TASK INSTRUCTIONS:
Note each line of the listing that contains the string "paths", and copy it.

══════

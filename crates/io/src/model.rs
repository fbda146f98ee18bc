// Model import (JSON)
//
//   { "id": "mediastore", "kind": "architecture",
//     "instances": [ { "id": "c1", "name": "AuthService", "type": "BasicComponent" } ] }

use std::collections::BTreeSet;
use std::path::Path;

use tracelink_core::Model;
use tracing::info;

use crate::error::IoError;

pub fn load_model(path: &Path) -> Result<Model, IoError> {
    let content = std::fs::read_to_string(path).map_err(|e| IoError::read(path, e))?;
    parse_model(&content, path)
}

/// Parse and validate a model document: non-empty ids and names, unique
/// instance ids.
pub fn parse_model(content: &str, path: &Path) -> Result<Model, IoError> {
    let model: Model = serde_json::from_str(content).map_err(|e| IoError::json(path, e))?;
    if model.id.trim().is_empty() {
        return Err(IoError::invalid(path, "model id is empty"));
    }
    let mut seen = BTreeSet::new();
    for (i, instance) in model.instances.iter().enumerate() {
        if instance.id.trim().is_empty() {
            return Err(IoError::invalid(path, format!("instance {i}: empty id")));
        }
        if instance.name.trim().is_empty() {
            return Err(IoError::invalid(
                path,
                format!("instance '{}': empty name", instance.id),
            ));
        }
        if !seen.insert(instance.id.as_str()) {
            return Err(IoError::invalid(
                path,
                format!("duplicate instance id '{}'", instance.id),
            ));
        }
    }
    info!(model = %model.id, kind = %model.kind, instances = model.instances.len(), "model loaded");
    Ok(model)
}

/// Load several models; their ids must be distinct.
pub fn load_models(paths: &[impl AsRef<Path>]) -> Result<Vec<Model>, IoError> {
    let mut models: Vec<Model> = Vec::with_capacity(paths.len());
    for path in paths {
        let path = path.as_ref();
        let model = load_model(path)?;
        if models.iter().any(|m| m.id == model.id) {
            return Err(IoError::invalid(path, format!("duplicate model id '{}'", model.id)));
        }
        models.push(model);
    }
    Ok(models)
}

#[cfg(test)]
mod tests {
    use super::*;
    use tempfile::tempdir;
    use tracelink_core::ModelKind;

    fn parse(json: &str) -> Result<Model, IoError> {
        parse_model(json, Path::new("model.json"))
    }

    #[test]
    fn parses_instances_in_order() {
        let model = parse(
            r#"{ "id": "arch", "kind": "architecture", "instances": [
                { "id": "c1", "name": "AuthService", "type": "BasicComponent", "provided": ["i1"] },
                { "id": "c2", "name": "PaymentGateway", "type": "BasicComponent" } ] }"#,
        )
        .unwrap();
        assert_eq!(model.kind, ModelKind::Architecture);
        let ids: Vec<_> = model.instances.iter().map(|i| i.id.as_str()).collect();
        assert_eq!(ids, vec!["c1", "c2"]);
        assert_eq!(model.instances[0].provided, vec!["i1".to_string()]);
    }

    #[test]
    fn rejects_duplicate_and_empty_ids() {
        let dup = r#"{ "id": "arch", "kind": "code", "instances": [
            { "id": "c1", "name": "A", "type": "Class" }, { "id": "c1", "name": "B", "type": "Class" } ] }"#;
        let err = parse(dup).unwrap_err();
        assert!(err.to_string().contains("duplicate instance id 'c1'"), "got: {err}");

        let unnamed = r#"{ "id": "arch", "kind": "code", "instances": [ { "id": "c1", "name": " ", "type": "Class" } ] }"#;
        assert!(matches!(parse(unnamed), Err(IoError::Invalid { .. })));

        let no_id = r#"{ "id": "", "kind": "code", "instances": [] }"#;
        assert!(matches!(parse(no_id), Err(IoError::Invalid { .. })));
    }

    #[test]
    fn unknown_kind_is_a_json_error() {
        let err = parse(r#"{ "id": "m", "kind": "uml", "instances": [] }"#).unwrap_err();
        assert!(matches!(err, IoError::Json { .. }));
    }

    #[test]
    fn model_ids_must_be_distinct_across_files() {
        let dir = tempdir().unwrap();
        let a = dir.path().join("a.json");
        let b = dir.path().join("b.json");
        let doc = r#"{ "id": "arch", "kind": "architecture", "instances": [] }"#;
        std::fs::write(&a, doc).unwrap();
        std::fs::write(&b, doc).unwrap();
        assert_eq!(load_models(&[&a]).unwrap().len(), 1);
        assert!(load_models(&[&a, &b]).is_err());
    }
}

══════

OUTPUT FOR THIS TASK:
pub fn load_models(paths: &[impl AsRef<Path>]) -> Result<Vec<Model>, IoError> {
    let mut models: Vec<Model> = Vec::with_capacity(paths.len());
    for path in paths {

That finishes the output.